Another thing I am learning philosophy from is the book is “The Republic and Other Works” by Pluto. I feel like I am getting a great education about philosophy from the book I am reading. I love learning and educating myself.

As far as my cat Billie Dean, he is still laying curled up in my lap. He knows that my day has had some stress in it so he is trying to get me to be more mindful of the present versus the past even the recent past such as my work day today. I love my cat, Billie so much and that he gives me unconditional love even though I do not deserve the unconditional love he gives me. I so love how is is such a cuddly love but of a a cat.

I do not have much more to say in this particular blog post. I do want to thank you for reading my blog. It is greatly appreciated from my end of things that you read my blog because if it wasn’t for you the reader, I would not be writing my blog. Again, thank you from the bottom of my hear for reading my blog. Peace Our, World!!!

Too Tired to Write (& to Sleep)

Good Morning, World!!! I am just way too tired to write much less sleep. Hell, I am even too tired too tired to focus on the anxiety and depression I have dealing with. First I get woken up by a neighbor pulling the fire alarm due to other neighbors not wearing their mask.

Now I am dealing with three neighbors who live on my floor in different apartments screaming at each other for bullshit reasons. I all I want is to go to sleep. It’s bad enough that I have insomnia but my neighbors sure haven’t been helping me with the sleep I need tonight, It is frustrating as fucking hell that I am unable to sleep.

Despite not being able to sleep, I have been listening to a podcast. A podcast about philosophy. Specifically, I have been listening to the philosophy podcast called “Philosophize This.” I am learning so much from this podcast and feel like I am getting an informal education from in it.

I am also feeling that I am getting an informal education from reading the book by Plato called “The Republic and Other Works.” It’s about Plato’s theory on philosophy and I feel like I am learn a lot from this book as well as the podcast I am listening to. I feel like reading about and listening to a podcast is giving me an education I would be getting if I was not able to sleep for various reasons.

Of course, my cat Billie Dean is now wanting me to give him some attention. Hopefully the type of attention to help me fall back to sleep. I love my cat Billie so much. He is such a sweet cuddle bug of a cat.
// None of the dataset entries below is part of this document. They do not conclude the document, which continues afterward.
// BSD 3-Clause License
// Copyright (c) 2026, Virtual Cable S.L.
// All rights reserved.
//
// Redistribution and use in source and binary forms, with or without
// modification, are permitted provided that the following conditions are met:
//
// 1. Redistributions of source code must retain the above copyright notice,
//    this list of conditions and the following disclaimer.
//
// 2. Redistributions in binary form must reproduce the above copyright notice,
//    this list of conditions and the following disclaimer in the documentation
//    and/or other materials provided with the distribution.
//
// 3. Neither the name of the copyright holder nor the names of its contributors
//    may be used to endorse or promote products derived from this software
//    without specific prior written permission.
//
// THIS SOFTWARE IS PROVIDED BY THE COPYRIGHT HOLDERS AND CONTRIBUTORS "AS IS"
// AND ANY EXPRESS OR IMPLIED WARRANTIES, INCLUDING, BUT NOT LIMITED TO, THE
// IMPLIED WARRANTIES OF MERCHANTABILITY AND FITNESS FOR A PARTICULAR PURPOSE ARE
// DISCLAIMED. IN NO EVENT SHALL THE COPYRIGHT HOLDER OR CONTRIBUTORS BE LIABLE
// FOR ANY DIRECT, INDIRECT, INCIDENTAL, SPECIAL, EXEMPLARY, OR CONSEQUENTIAL
// DAMAGES (INCLUDING, BUT NOT LIMITED TO, PROCUREMENT OF SUBSTITUTE GOODS OR
// SERVICES; LOSS OF USE, DATA, OR PROFITS; OR BUSINESS INTERRUPTION) HOWEVER
// CAUSED AND ON ANY THEORY OF LIABILITY, WHETHER IN CONTRACT, STRICT LIABILITY,
// OR TORT (INCLUDING NEGLIGENCE OR OTHERWISE) ARISING IN ANY WAY OUT OF THE USE
// OF THIS SOFTWARE, EVEN IF ADVISED OF THE POSSIBILITY OF SUCH DAMAGE.

// Authors: Adolfo Gómez, dkmaster at dkmon dot com
//! Contract between the server core and a sync peer.
//!
//! A peer owns the wire: it frames, times out, pings, and turns whatever
//! arrives into [`PeerEvent`]s. The core only ever sees the event stream
//! and pushes [`Frame`]s back through the [`PeerSender`]. Tests drive the
//! same pair of channels without any socket.

use anyhow::Result;
use flume::{Receiver, Sender, bounded};
use serde_json::{Map, Value, json};

use crate::{
    action::{Action, Meta},
    errors::ProtocolErrorKind,
};

mod frame;

pub use frame::Frame;

/// What a peer reports to the server client driving it.
#[derive(Debug, Clone)]
pub enum PeerEvent {
    /// Wire handshake finished; credentials are opaque to the peer.
    Connect {
        node_id: String,
        subprotocol: String,
        credentials: Value,
        headers: Map<String, Value>,
    },
    /// An incoming synchronized action.
    Action { action: Action, meta: Meta },
    /// Wire-level violation; the peer closes after reporting it.
    Error {
        kind: ProtocolErrorKind,
        message: String,
    },
    /// Transport is gone.
    Disconnect,
}

/// Outbound half handed to the server client.
#[derive(Debug, Clone)]
pub struct PeerSender {
    tx: Sender<Frame>,
}

impl PeerSender {
    pub async fn send_action(&self, action: Action, meta: Meta) -> Result<()> {
        self.send(Frame::Sync { action, meta }).await
    }

    pub async fn send_connected(&self, node_id: &str, subprotocol: &str) -> Result<()> {
        self.send(Frame::Connected {
            node_id: node_id.to_string(),
            subprotocol: subprotocol.to_string(),
        })
        .await
    }

    /// Debug frames `["debug", "error", <text>]`, development mode only.
    pub async fn send_debug_error(&self, message: &str) -> Result<()> {
        self.send(Frame::Debug {
            message: message.to_string(),
        })
        .await
    }

    pub async fn send_error(&self, kind: ProtocolErrorKind, message: &str) -> Result<()> {
        self.send(Frame::Error {
            kind,
            message: message.to_string(),
        })
        .await
    }

    pub async fn send_bye(&self) -> Result<()> {
        self.send(Frame::Bye).await
    }

    /// Raw escape hatch.
    pub async fn send(&self, frame: Frame) -> Result<()> {
        self.tx
            .send_async(frame)
            .await
            .map_err(|_| anyhow::anyhow!("peer outbound channel closed"))
    }

    pub fn is_closed(&self) -> bool {
        self.tx.is_disconnected()
    }
}

/// The core-facing side of a peer.
pub struct PeerChannels {
    pub events: Receiver<PeerEvent>,
    pub sender: PeerSender,
}

/// The wire-facing side of a peer.
pub struct PeerWire {
    pub events: Sender<PeerEvent>,
    pub outbound: Receiver<Frame>,
}

/// Builds the channel pair connecting a wire task with a server client.
pub fn peer_pair(buffer: usize) -> (PeerChannels, PeerWire) {
    let (event_tx, event_rx) = bounded(buffer);
    let (frame_tx, frame_rx) = bounded(buffer);
    (
        PeerChannels {
            events: event_rx,
            sender: PeerSender { tx: frame_tx },
        },
        PeerWire {
            events: event_tx,
            outbound: frame_rx,
        },
    )
}

impl PeerWire {
    /// Convenience for wire tasks and tests: emit a finished handshake.
    pub async fn emit_connect(
        &self,
        node_id: &str,
        subprotocol: &str,
        credentials: Value,
    ) -> Result<()> {
        self.events
            .send_async(PeerEvent::Connect {
                node_id: node_id.to_string(),
                subprotocol: subprotocol.to_string(),
                credentials,
                headers: Map::new(),
            })
            .await
            .map_err(|_| anyhow::anyhow!("peer event channel closed"))
    }

    pub async fn emit_action(&self, action: Action, meta: Meta) -> Result<()> {
        self.events
            .send_async(PeerEvent::Action { action, meta })
            .await
            .map_err(|_| anyhow::anyhow!("peer event channel closed"))
    }
}

/// Builds the JSON body of a connect frame, shared by client
/// implementations and tests.
pub fn connect_payload(node_id: &str, subprotocol: &str, credentials: &Value) -> Value {
    json!({
        "nodeId": node_id,
        "subprotocol": subprotocol,
        "credentials": credentials,
    })
}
I do not now have much more to discuss in this particular blog post as I am too tired to write any more. I also want to thank you for reading my blog. It is greatly appreciated from my end of things that you the reader read my blog. If it wasn’t for you the reader, reading my blog, I would not be writing my blog. Again, thank you from the bottom of my heart for reading my blog. Peace Our, World!!!